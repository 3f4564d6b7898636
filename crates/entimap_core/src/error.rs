//! Error types for the entimap engine.

use crate::mapper::MapperError;
use entimap_codec::CodecError;
use entimap_storage::StorageError;
use thiserror::Error;

/// Result type for core operations.
pub type CoreResult<T> = Result<T, CoreError>;

/// Errors that can occur in entimap core operations.
#[derive(Debug, Error)]
pub enum CoreError {
    /// The schema itself is malformed. Raised while classes are declared.
    #[error("configuration error in {class}: {message}")]
    Configuration {
        /// Class being declared.
        class: String,
        /// What is wrong with it.
        message: String,
    },

    /// Input of the wrong shape (e.g. a constructor given a non-map).
    #[error("invalid input: {message}")]
    InvalidInput {
        /// Description of the problem.
        message: String,
    },

    /// A mapping key that is not declared on the class.
    #[error("attribute {attribute} is not allowed in {class}")]
    AttributeNotAllowed {
        /// Class of the entity.
        class: String,
        /// Offending key.
        attribute: String,
    },

    /// A value failed its descriptor's type or mandatory check.
    #[error("constraint violation on {class}.{attribute}: {message}")]
    ConstraintViolation {
        /// Class of the entity.
        class: String,
        /// Attribute being assigned.
        attribute: String,
        /// Which constraint failed.
        message: String,
    },

    /// A non-root entity was submitted for direct persistence, or a child
    /// was attached to an entity that does not own it.
    #[error("ownership violation on {class}: {message}")]
    OwnershipViolation {
        /// Class of the entity.
        class: String,
        /// Description of the violation.
        message: String,
    },

    /// Class name not present in the schema.
    #[error("unknown entity class: {name}")]
    UnknownClass {
        /// The missing class name.
        name: String,
    },

    /// The mapper reported a failure.
    #[error("persistence failure: {0}")]
    Persistence(#[from] MapperError),

    /// A unit of work was used out of protocol order.
    #[error("protocol misuse: {message}")]
    ProtocolMisuse {
        /// Description of the misuse.
        message: String,
    },

    /// The change journal is corrupted.
    #[error("journal corruption at offset {offset}: {message}")]
    JournalCorruption {
        /// Offset of the bad record.
        offset: u64,
        /// Description of the corruption.
        message: String,
    },

    /// Storage backend error.
    #[error("storage error: {0}")]
    Storage(#[from] StorageError),

    /// CBOR codec error.
    #[error("codec error: {0}")]
    Codec(#[from] CodecError),
}

impl CoreError {
    /// Creates a configuration error.
    pub fn configuration(class: impl Into<String>, message: impl Into<String>) -> Self {
        Self::Configuration {
            class: class.into(),
            message: message.into(),
        }
    }

    /// Creates an invalid input error.
    pub fn invalid_input(message: impl Into<String>) -> Self {
        Self::InvalidInput {
            message: message.into(),
        }
    }

    /// Creates an attribute-not-allowed error.
    pub fn attribute_not_allowed(class: impl Into<String>, attribute: impl Into<String>) -> Self {
        Self::AttributeNotAllowed {
            class: class.into(),
            attribute: attribute.into(),
        }
    }

    /// Creates a constraint violation error.
    pub fn constraint_violation(
        class: impl Into<String>,
        attribute: impl Into<String>,
        message: impl Into<String>,
    ) -> Self {
        Self::ConstraintViolation {
            class: class.into(),
            attribute: attribute.into(),
            message: message.into(),
        }
    }

    /// Creates an ownership violation error.
    pub fn ownership_violation(class: impl Into<String>, message: impl Into<String>) -> Self {
        Self::OwnershipViolation {
            class: class.into(),
            message: message.into(),
        }
    }

    /// Creates an unknown class error.
    pub fn unknown_class(name: impl Into<String>) -> Self {
        Self::UnknownClass { name: name.into() }
    }

    /// Creates a protocol misuse error.
    pub fn protocol_misuse(message: impl Into<String>) -> Self {
        Self::ProtocolMisuse {
            message: message.into(),
        }
    }

    /// Creates a journal corruption error.
    pub fn journal_corruption(offset: u64, message: impl Into<String>) -> Self {
        Self::JournalCorruption {
            offset,
            message: message.into(),
        }
    }
}
//! # entimap Core
//!
//! Object persistence around aggregates.
//!
//! This crate provides:
//! - Entity class declarations ([`schema`]) with scalar attributes, owned
//!   child collections, parent back-references and references to other
//!   aggregate roots
//! - Dynamic [`Entity`] instances built from field-value mappings
//! - The row-level [`Mapper`] boundary, with an in-memory
//!   ([`MemoryMapper`]) and a journaled ([`JournalMapper`]) implementation
//! - Aggregate persistence ([`persist`]): roots are saved, loaded and
//!   deleted together with everything they own
//! - [`UnitOfWork`] and [`Transaction`] change tracking, findable through
//!   a [`Registry`]
//!
//! ## Example
//!
//! ```
//! use std::sync::Arc;
//! use entimap_codec::Value;
//! use entimap_core::schema::{EntityClass, ScalarAttribute, Schema, ValueType};
//! use entimap_core::{persist, Entity, EntityId, EntryState, MemoryMapper, Registry, Transaction};
//!
//! let mut company = EntityClass::new("Company");
//! company.declare_scalar(ScalarAttribute::new("name", ValueType::Text)).unwrap();
//! company.declare_child("local_offices", "LocalOffice").unwrap();
//! let mut office = EntityClass::new("LocalOffice");
//! office.declare_scalar(ScalarAttribute::new("description", ValueType::Text)).unwrap();
//! office.declare_parent("company", "Company").unwrap();
//!
//! let mut builder = Schema::builder();
//! builder.register(company).unwrap().register(office).unwrap();
//! let schema = builder.build().unwrap();
//!
//! let acme = Entity::new(
//!     &schema,
//!     "Company",
//!     Value::record([
//!         ("name", Value::from("Acme")),
//!         ("local_offices", Value::List(vec![Value::record([("description", "HQ")])])),
//!     ]),
//! )
//! .unwrap();
//!
//! let mapper = Arc::new(MemoryMapper::new());
//! let registry = Registry::new();
//! let tx = Transaction::new(&registry, mapper.clone());
//! tx.register_new(&acme).unwrap();
//! tx.commit().unwrap();
//!
//! let entry = tx.fetch_object_by_id("Company", EntityId::new(1)).unwrap();
//! assert_eq!(entry.state(), EntryState::Dirty);
//!
//! let loaded = persist::find_by_id(mapper.as_ref(), &schema, "Company", EntityId::new(1))
//!     .unwrap()
//!     .unwrap();
//! assert_eq!(loaded.children("local_offices").len(), 1);
//! tx.complete().unwrap();
//! ```

#![deny(unsafe_code)]
#![warn(missing_docs)]

mod config;
mod entity;
mod error;
mod mapper;
pub mod persist;
mod registry;
pub mod schema;
mod tracker;
mod transaction;
mod types;
mod unit_of_work;

pub use config::{JournalConfig, UnitOfWorkConfig};
pub use entity::Entity;
pub use error::{CoreError, CoreResult};
pub use mapper::{
    JournalMapper, Mapper, MapperError, MapperResult, MemoryMapper, ParentLink,
};
pub use registry::Registry;
pub use schema::Schema;
pub use tracker::{EntryState, ObjectTracker, Registration, TrackedEntry};
pub use transaction::Transaction;
pub use types::{EntityId, EntityKey, UnitOfWorkId};
pub use unit_of_work::UnitOfWork;
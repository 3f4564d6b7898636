//! Storage backend trait.

use crate::error::StorageResult;

/// An append-only byte store underneath a change journal.
///
/// # Invariants
///
/// - `append` returns the offset at which the bytes start
/// - `read_at` returns exactly the bytes previously appended at that offset
/// - after `flush` returns, appended bytes survive process exit
/// - `truncate` only shrinks; it is how a torn journal tail is cut off
pub trait StorageBackend: Send + Sync {
    /// Reads `len` bytes starting at `offset`.
    ///
    /// # Errors
    ///
    /// Returns [`crate::StorageError::ReadPastEnd`] if the range is not
    /// fully inside the store, or an I/O error.
    fn read_at(&self, offset: u64, len: usize) -> StorageResult<Vec<u8>>;

    /// Appends bytes and returns the offset they were written at.
    ///
    /// # Errors
    ///
    /// Returns an error if the write fails.
    fn append(&mut self, data: &[u8]) -> StorageResult<u64>;

    /// Pushes appended bytes to durable storage.
    ///
    /// # Errors
    ///
    /// Returns an error if the flush fails.
    fn flush(&mut self) -> StorageResult<()>;

    /// Current size in bytes; the offset of the next append.
    ///
    /// # Errors
    ///
    /// Returns an error if the size cannot be determined.
    fn size(&self) -> StorageResult<u64>;

    /// Shrinks the store to `new_size` bytes.
    ///
    /// # Errors
    ///
    /// Fails if `new_size` is larger than the current size.
    fn truncate(&mut self, new_size: u64) -> StorageResult<()>;
}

===============

Problem
From the listing, copy each line containing the word "builder".

Exercise solution
//! let mut builder = Schema::builder();
//! builder.register(company).unwrap().register(office).unwrap();
//! let schema = builder.build().unwrap();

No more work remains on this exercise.